Why doesn't my multi-goroutine program use multiple CPUs?

You must set the GOMAXPROCS shell environment variable or use the similarly-
named function of the runtime package to allow the run-time support to utilize
more than one OS thread.

Programs that perform parallel computation should benefit from an increase in
GOMAXPROCS. However, be aware that concurrency is not parallelism.

------
sigmaml
Author of the blog post here. Thank you all for your insightful comments and
critiques. A few points.

-> Several people have suggested that JVM's mature GC may be using other cores, resulting in the > 370% CPU utilisation. I admit that I do not understand the internals of OpenJDK's GC. However, I would like to point out that 100% of the roughly 1,200,000,000 statistics results instances created during one run are _not_ released until the program terminates. They are all stored in statistics results containers until the very end of the run. However, see below.

\- From a processing perspective, other than the manipulation of containers
and bit sets, almost all of the remaining processing is numeric. It is full of
integers and doubles getting added, subtracted, multiplied, divided, square
roots calculated, etc., as part of various statistical computations.

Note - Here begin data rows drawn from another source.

//! Plugin interface for dynamically loaded macro libraries
//!
//! A macro library is a shared library exporting `get_macro_names` (a
//! null-terminated array of declared type names) plus one
//! `create_<Name>`/`destroy_<Name>` pair per name. Node objects cross the
//! library boundary only as [`MacroHandle`]s over the stable C ABI; the
//! `MacroNode` trait itself is never dispatched across it raw.

use std::os::raw::{c_char, c_void};

use crate::nodes::execution::ExecutionContext;
use crate::nodes::graph::NodeGraph;
use crate::nodes::node::{NodeId, NodeKind};
use crate::nodes::pin::{PinDirection, PinId, PinKind};

/// Behavior of one node type: pin declaration and flow execution logic.
///
/// Implemented by built-in node types and by types living inside macro
/// libraries; the graph stores behaviors as boxed trait objects either way.
pub trait MacroNode {
    /// Role this node plays in the graph; plain data by default.
    fn kind(&self) -> NodeKind {
        NodeKind::Data
    }

    /// Category for UI grouping.
    fn category(&self) -> &str {
        "Default"
    }

    /// Declares this node's pins. Called once when the node enters a graph;
    /// the declaration order is what serialization relies on, so it must be
    /// deterministic for the type.
    fn build_pins(&mut self, _pins: &mut PinBuilder<'_>) {}

    /// Execution-node logic; selects flow branches through the context.
    fn execute(&mut self, _ctx: &mut ExecutionContext<'_>) {}
}

/// Appends pins to the node under construction, in declaration order.
pub struct PinBuilder<'a> {
    graph: &'a mut NodeGraph,
    node: NodeId,
}

impl<'a> PinBuilder<'a> {
    pub(crate) fn new(graph: &'a mut NodeGraph, node: NodeId) -> Self {
        Self { graph, node }
    }

    pub fn emplace(&mut self, kind: PinKind, direction: PinDirection) -> PinId {
        self.graph
            .emplace_pin(self.node, kind, direction)
            .expect("node exists while its pins are built")
    }

    pub fn flow_input(&mut self) -> PinId {
        self.emplace(PinKind::Flow, PinDirection::Input)
    }

    pub fn flow_output(&mut self) -> PinId {
        self.emplace(PinKind::Flow, PinDirection::Output)
    }

    pub fn data_input(&mut self) -> PinId {
        self.emplace(PinKind::Data, PinDirection::Input)
    }

    pub fn data_output(&mut self) -> PinId {
        self.emplace(PinKind::Data, PinDirection::Output)
    }

    /// The usual entry/exit pair of a flow-through execution node.
    pub fn flow_in_out(&mut self) {
        self.flow_input();
        self.flow_output();
    }
}

/// Symbol every macro library must export.
pub const MANIFEST_SYMBOL: &[u8] = b"get_macro_names\0";

/// `get_macro_names` — returns a null-terminated array of declared names.
pub type MacroNamesFn = unsafe extern "C" fn() -> *const *const c_char;

/// `create_<Name>` — allocates one node instance behind an owning handle.
pub type CreateMacroFn = unsafe extern "C" fn() -> MacroHandle;

/// `destroy_<Name>` — releases a handle produced by the matching create.
pub type DestroyMacroFn = unsafe extern "C" fn(MacroHandle);

/// Owning handle to a boxed [`MacroNode`] that is safe to pass by value
/// across the C ABI.
///
/// Whoever holds the handle owns the node; it must be released exactly once,
/// by the `destroy_<Name>` export of the library that created it (plugin
/// code lives behind that library's vtables).
#[repr(C)]
pub struct MacroHandle {
    raw: *mut c_void,
}

impl MacroHandle {
    /// Wraps a behavior object for transfer out of a factory.
    pub fn new(node: Box<dyn MacroNode>) -> Self {
        Self {
            raw: Box::into_raw(Box::new(node)).cast(),
        }
    }

    /// Reclaims ownership of the behavior object.
    ///
    /// # Safety
    /// The handle must have come from [`MacroHandle::new`] (in any compatible
    /// library) and must not be used again afterwards.
    pub unsafe fn into_node(self) -> Box<dyn MacroNode> {
        *Box::from_raw(self.raw.cast::<Box<dyn MacroNode>>())
    }

    /// # Safety
    /// The handle must be live (created, not yet destroyed).
    pub(crate) unsafe fn node_ref(&self) -> &dyn MacroNode {
        &**(self.raw as *const Box<dyn MacroNode>)
    }

    /// # Safety
    /// The handle must be live (created, not yet destroyed).
    pub(crate) unsafe fn node_mut(&mut self) -> &mut dyn MacroNode {
        &mut **(self.raw as *mut Box<dyn MacroNode>)
    }
}

/// In-process `create` thunk for any `Default` behavior type; lets the
/// registry host built-in types next to library-loaded ones.
pub extern "C" fn create_default<T: MacroNode + Default + 'static>() -> MacroHandle {
    MacroHandle::new(Box::new(T::default()))
}

/// In-process `destroy` thunk matching [`create_default`].
///
/// # Safety
/// `handle` must be live and is consumed.
pub unsafe extern "C" fn destroy_boxed(handle: MacroHandle) {
    drop(handle.into_node());
}

/// Exports the plugin ABI for the listed `Default`-constructible node types:
/// `get_macro_names` plus a `create_<Name>`/`destroy_<Name>` pair per type.
///
/// ```ignore
/// export_macros!(EntranceNode, PrintingNode, BranchingNode);
/// ```
#[macro_export]
macro_rules! export_macros {
    ($($name:ident),+ $(,)?) => {
        #[no_mangle]
        pub extern "C" fn get_macro_names() -> *const *const ::std::os::raw::c_char {
            #[repr(transparent)]
            struct NameTable<const N: usize>([*const ::std::os::raw::c_char; N]);
            // The table only ever points at string literals.
            unsafe impl<const N: usize> Sync for NameTable<N> {}

            const LEN: usize = [$(stringify!($name)),+].len() + 1;
            static NAMES: NameTable<LEN> = NameTable([
                $(concat!(stringify!($name), "\0").as_ptr() as *const ::std::os::raw::c_char,)+
                ::std::ptr::null(),
            ]);
            NAMES.0.as_ptr()
        }

        $(
            const _: () = {
                #[export_name = concat!("create_", stringify!($name))]
                pub extern "C" fn create() -> $crate::plugin_interface::MacroHandle {
                    $crate::plugin_interface::MacroHandle::new(
                        ::std::boxed::Box::new(<$name as ::core::default::Default>::default()),
                    )
                }

                #[export_name = concat!("destroy_", stringify!($name))]
                pub unsafe extern "C" fn destroy(handle: $crate::plugin_interface::MacroHandle) {
                    drop(handle.into_node());
                }
            };
        )+
    };
}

\- Where I needed sets was in preparing the several million working sets over
which processing iterations occur. Working sets are prepared based on user's
query criteria, several thresholds for filtering elements under a variety of
constraints, etc. From a garbage perspective, these working sets are the
biggest garbage generated during a run.

\- Go's numeric performance is certainly very good. I have had good
experiences with it in other projects.

\- It is true that I could not identify the causes to which the performance
differences between the Go version and the Java one could be attributed. Was I
being naive? Am I incompetent? Possible. As I concluded, this behaviour may be
obvious to more informed people, but it surprised _me_, and, that is what I
admitted.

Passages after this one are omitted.